Of course, control of the complement pathogenicity for a few hours with a drug like K76 does not mean anything per se. However, this could be the missing piece in a treatment recipe for clinical use. In this context, the anticomplement drug is envisioned only as an adjunct to the drug cocktail already shown to be highly effective in our clinical cases but deficient in that it did not deal with the very earliest mechanism of complement injury. Experiments to verify this hypothesis with various cocktail regimens are underway in our laboratory by Murase, Todo, Tzakis, and others in several small and large animal models.
The need to prevent complement activation may be short term, particularly if the transplantation is of the liver, which is the principal source of the body's complement and the sole source of most complement components such as C3. In this connection, a paper by Valdivia et al27 at this meeting has tremendous potential importance because it shows the species restriction of complement.

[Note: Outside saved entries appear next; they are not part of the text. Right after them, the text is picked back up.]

//! The Before / After / AfterError protocol as seen from a baked instance.

#![allow(clippy::unwrap_used, clippy::expect_used, reason = "Tests can panic")]

use std::sync::Arc;

use kiln_bake::{Bakery, BakeryConfig};
use kiln_emit::WrapState;
use kiln_eval::{AccessorKind, Receiver};
use kiln_ir::{Fault, ImplKey, Value, ValueType};
use kiln_types::{BakeError, Role, Shape, StandardLibrary, TypeRegistry};
use parking_lot::Mutex;
use pretty_assertions::assert_eq;

type Log = Arc<Mutex<Vec<String>>>;

/// Property wrapper that vetoes writes above `limit` and decides with
/// `rethrow` whether a failed write propagates.
fn guard(registry: &mut TypeRegistry, name: &str, limit: i64, rethrow: bool, log: &Log) -> ImplKey {
    let (after, failed) = (Arc::clone(log), Arc::clone(log));
    registry
        .implementation(name)
        .marker("IImplementation")
        .shape(Shape::WrappingProperty)
        .param("T", Role::Value)
        .param("TEx", Role::Exception)
        .hook("BeforeGet", |h| {
            h.by_ref(0).returns_bool().body(|_| Ok(Value::Bool(true)))
        })
        .hook("BeforeSet", |h| {
            h.by_ref(0).returns_bool().body(move |cx| {
                let value = cx.value()?.expect_int()?;
                Ok(Value::Bool(value <= limit))
            })
        })
        .hook("AfterSet", |h| {
            h.by_ref(0).body(move |cx| {
                let value = cx.value()?.expect_int()?;
                after.lock().push(format!("{} = {value}", cx.member));
                Ok(Value::Void)
            })
        })
        .hook("AfterErrorSet", |h| {
            h.by_value(1).by_ref(0).returns_bool().body(move |cx| {
                failed.lock().push(format!("{}: {}", cx.member, cx.exception()?));
                Ok(Value::Bool(rethrow))
            })
        })
        .finish()
        .unwrap()
}

/// Property wrapper whose `Before` hooks refuse every read and write.
fn shut(registry: &mut TypeRegistry) -> ImplKey {
    registry
        .implementation("Shut")
        .marker("IImplementation")
        .shape(Shape::WrappingProperty)
        .param("T", Role::Value)
        .hook("BeforeGet", |h| {
            h.by_ref(0).returns_bool().body(|_| Ok(Value::Bool(false)))
        })
        .hook("BeforeSet", |h| {
            h.by_ref(0).returns_bool().body(|_| Ok(Value::Bool(false)))
        })
        .finish()
        .unwrap()
}

fn account(registry: &mut TypeRegistry) -> kiln_ir::TypeKey {
    registry
        .interface("IAccount")
        .property("Stored", ValueType::Int, |p| p)
        .property("Balance", ValueType::Int, |p| {
            p.get(|cx| cx.this.get("Stored")).set(|cx| {
                let value = cx.arg(0)?.expect_int()?;
                if value < 0 {
                    return Err(Fault::raise("Negative", "balance cannot go below zero"));
                }
                cx.this.set("Stored", Value::Int(value))?;
                Ok(Value::Void)
            })
        })
        .finish()
        .unwrap()
}

fn guarded_bakery(rethrow: bool) -> (Bakery, kiln_ir::TypeKey, Log) {
    let mut registry = TypeRegistry::new();
    let std = StandardLibrary::install(&mut registry).unwrap();
    let log = Log::default();
    let guard = guard(&mut registry, "Guard", 1000, rethrow, &log);
    let account = account(&mut registry);
    let bakery = Bakery::new(registry, BakeryConfig::basic(&std).wrap_properties(guard));
    (bakery, account, log)
}

#[test]
fn successful_write_runs_after() {
    let (bakery, account, log) = guarded_bakery(false);
    let obj = bakery.create(account).unwrap();

    let traced = obj.call_traced(AccessorKind::Set, "Balance", &[Value::Int(40)]);
    assert_eq!(traced.state, WrapState::Succeeded);
    traced.result.unwrap();
    assert_eq!(obj.get("Balance").unwrap(), Value::Int(40));
    assert_eq!(*log.lock(), vec!["Balance = 40".to_owned()]);
}

#[test]
fn before_hook_vetoes_the_write() {
    let (bakery, account, log) = guarded_bakery(false);
    let obj = bakery.create(account).unwrap();
    obj.set("Balance", Value::Int(10)).unwrap();

    let traced = obj.call_traced(AccessorKind::Set, "Balance", &[Value::Int(5000)]);
    assert_eq!(traced.state, WrapState::Vetoed);
    assert_eq!(traced.result.unwrap(), Value::Void);
    assert_eq!(obj.get("Stored").unwrap(), Value::Int(10));
    // Vetoed calls skip the After hook.
    assert_eq!(log.lock().len(), 1);
}

#[test]
fn suppressed_failure_keeps_the_previous_value() {
    let (bakery, account, log) = guarded_bakery(false);
    let obj = bakery.create(account).unwrap();
    obj.set("Balance", Value::Int(25)).unwrap();

    let traced = obj.call_traced(AccessorKind::Set, "Balance", &[Value::Int(-5)]);
    assert_eq!(traced.state, WrapState::FailedSuppressed);
    assert_eq!(traced.result.unwrap(), Value::Void);
    assert_eq!(obj.get("Balance").unwrap(), Value::Int(25));
    assert_eq!(
        *log.lock(),
        vec![
            "Balance = 25".to_owned(),
            "Balance: Negative: balance cannot go below zero".to_owned(),
        ]
    );
}

#[test]
fn propagated_failure_reaches_the_caller() {
    let (bakery, account, log) = guarded_bakery(true);
    let obj = bakery.create(account).unwrap();

    let traced = obj.call_traced(AccessorKind::Set, "Balance", &[Value::Int(-1)]);
    assert_eq!(traced.state, WrapState::FailedPropagating);
    assert!(traced.result.unwrap_err().is_raised("Negative"));
    assert_eq!(obj.get("Balance").unwrap(), Value::Int(0));
    assert_eq!(log.lock().len(), 1);
}

#[test]
fn getters_pass_through_when_before_allows() {
    let (bakery, account, _) = guarded_bakery(false);
    let obj = bakery.create(account).unwrap();
    obj.set("Stored", Value::Int(7)).unwrap();

    let traced = obj.call_traced(AccessorKind::Get, "Balance", &[]);
    assert_eq!(traced.state, WrapState::Succeeded);
    assert_eq!(traced.result.unwrap(), Value::Int(7));

    // Unwrapped members report no wrapping state.
    let plain = obj.call_traced(AccessorKind::Get, "Stored", &[]);
    assert_eq!(plain.state, WrapState::NotStarted);
}

/// Method wrapper that lets `budget` calls through, then answers `-1`.
fn gate(registry: &mut TypeRegistry, budget: i64) -> ImplKey {
    let calls = registry.interner().intern("Calls");
    registry
        .implementation("Gate")
        .marker("IImplementation")
        .shape(Shape::WrappingMethod)
        .param("T", Role::Return)
        .param("TEx", Role::Exception)
        .state("Calls", ValueType::Int)
        .hook("Before", |h| {
            h.by_ref(0).returns_bool().body(move |cx| {
                if cx.state.get(calls)?.expect_int()? < budget {
                    return Ok(Value::Bool(true));
                }
                *cx.value()? = Value::Int(-1);
                Ok(Value::Bool(false))
            })
        })
        .hook("After", |h| {
            h.by_ref(0).body(move |cx| {
                let seen = cx.state.get(calls)?.expect_int()?;
                cx.state.set(calls, Value::Int(seen + 1))?;
                Ok(Value::Void)
            })
        })
        .hook("AfterError", |h| {
            h.by_value(1).returns_bool().body(|_| Ok(Value::Bool(true)))
        })
        .finish()
        .unwrap()
}

#[test]
fn method_wrapper_vetoes_with_a_replacement_result() {
    let mut registry = TypeRegistry::new();
    let std = StandardLibrary::install(&mut registry).unwrap();
    let gate = gate(&mut registry, 2);
    let dice = registry
        .interface("IDice")
        .method("Roll", [], ValueType::Int, |m| m.body(|_| Ok(Value::Int(4))))
        .method("Sides", [], ValueType::Int, |m| m.sealed().body(|_| Ok(Value::Int(6))))
        .finish()
        .unwrap();
    let bakery = Bakery::new(registry, BakeryConfig::basic(&std).wrap_methods(gate));
    let obj = bakery.create(dice).unwrap();

    let states: Vec<(Value, WrapState)> = (0..3)
        .map(|_| {
            let traced = obj.call_traced(AccessorKind::Call, "Roll", &[]);
            (traced.result.unwrap(), traced.state)
        })
        .collect();
    assert_eq!(
        states,
        vec![
            (Value::Int(4), WrapState::Succeeded),
            (Value::Int(4), WrapState::Succeeded),
            (Value::Int(-1), WrapState::Vetoed),
        ]
    );

    // Sealed members are never wrapped.
    let sides = obj.call_traced(AccessorKind::Call, "Sides", &[]);
    assert_eq!(sides.state, WrapState::NotStarted);
    assert_eq!(sides.result.unwrap(), Value::Int(6));
}

#[test]
fn method_failures_propagate_through_after_error() {
    let mut registry = TypeRegistry::new();
    let std = StandardLibrary::install(&mut registry).unwrap();
    let gate = gate(&mut registry, 10);
    let job = registry
        .interface("IJob")
        .method("Run", [ValueType::Int], ValueType::Int, |m| {
            m.body(|cx| match cx.arg(0)?.expect_int()? {
                0 => Err(Fault::raise("Zero", "nothing to do")),
                n => Ok(Value::Int(100 / n)),
            })
        })
        .finish()
        .unwrap();
    let bakery = Bakery::new(registry, BakeryConfig::basic(&std).wrap_methods(gate));
    let obj = bakery.create(job).unwrap();

    assert_eq!(obj.call("Run", &[Value::Int(5)]).unwrap(), Value::Int(20));
    let traced = obj.call_traced(AccessorKind::Call, "Run", &[Value::Int(0)]);
    assert_eq!(traced.state, WrapState::FailedPropagating);
    assert!(traced.result.unwrap_err().is_raised("Zero"));
}

#[test]
fn unpaired_after_hooks_are_rejected_at_bake_time() {
    let mut registry = TypeRegistry::new();
    let std = StandardLibrary::install(&mut registry).unwrap();
    let half = registry
        .implementation("HalfWrapper")
        .marker("IImplementation")
        .shape(Shape::WrappingMethod)
        .param("T", Role::Return)
        .hook("Before", |h| {
            h.by_ref(0).returns_bool().body(|_| Ok(Value::Bool(true)))
        })
        .hook("After", |h| h.by_ref(0).body(|_| Ok(Value::Void)))
        .finish()
        .unwrap();
    let job = registry
        .interface("IJob")
        .method("Run", [], ValueType::Int, |m| m.body(|_| Ok(Value::Int(1))))
        .finish()
        .unwrap();
    let bakery = Bakery::new(registry, BakeryConfig::basic(&std).wrap_methods(half));

    let err = bakery.resolve(job).unwrap_err();
    assert!(matches!(err, BakeError::HookMismatch { ref hook, .. } if hook == "AfterError"));
}

#[test]
fn vetoed_reads_and_writes_leave_the_zero_value() {
    let mut registry = TypeRegistry::new();
    let std = StandardLibrary::install(&mut registry).unwrap();
    let shut = shut(&mut registry);
    let account = account(&mut registry);
    let bakery = Bakery::new(registry, BakeryConfig::basic(&std).wrap_properties(shut));
    let obj = bakery.create(account).unwrap();

    let write = obj.call_traced(AccessorKind::Set, "Balance", &[Value::Int(42)]);
    assert_eq!(write.state, WrapState::Vetoed);
    write.result.unwrap();

    let read = obj.call_traced(AccessorKind::Get, "Balance", &[]);
    assert_eq!(read.state, WrapState::Vetoed);
    assert_eq!(read.result.unwrap(), Value::Int(0));
    assert_eq!(obj.get("Stored").unwrap(), Value::Int(0));
}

In their investigation, the combination of hamster liver and its complement plus the rat recipient equaled a rat swimming in hamster complement (Fig 8). They showed how in the new complement environment, hyperacute rejection of stable liver and heart xenografts could be precipitated with just 1 mL of IV antihamster rat serum (Fig 9). This was a specific effect of the rat complement rather than the rat anti-hamster antibody infused into the rat recipient. The hyperacute rejection could be completely avoided by simply heating the rat serum at 56°C for 30 minutes (Fig 9), which allowed retention of the rat anti-hamster antibodies but removed the rat complement. The demonstration of species restriction of complement is a fundamental discovery that undoubtedly will be exploited to facilitate xenograft acceptance.
This mechanism might explain the terminal course of our second recipient. This patient had a normal liver biopsy on days 24 and 25 when he was explored for an enteric fistula—yet less than I day later, the graft was found to be necrotic. What had happened? One possible explanation came from the possibility that human blood and blood products infused during these emergency operations contained human complement and anti-baboon antibodies. It requires no imagination to suggest that we might have accidentally performed Valdivia et al’s27 experiment in the operating room. The need to control the complement that is given to liver xenograft recipients will never again be very far from our minds. I have been told by our blood bankers that preparing complement-free blood constituents will be quite feasible.
This presentation is too complex for easy summarization. However, the impression I want to leave is that the xenograft barrier may be more vulnerable than most people realize at present. More than ever, cracking the complement shell that prohibits the exploitation of what hides inside via the classical or alternative pathway does not seem unrealistic. Once entry is achieved, it is clear that conventional cellular and vascular rejection can be controlled with modern drug combinations. The complement reactions are the same as those that can abruptly destroy allografts. Now, the prospect of dealing with these problems and subsequent classical rejection with very straightforward strategies seems closer than ever. An additional possibility is the production of transgenic animals whose organs have complement regulatory proteins (such as decay accelerating factor [DAF] and CD59).
Supported by grant DK 29961 from the National Institutes of Health, Bethesda, Maryland.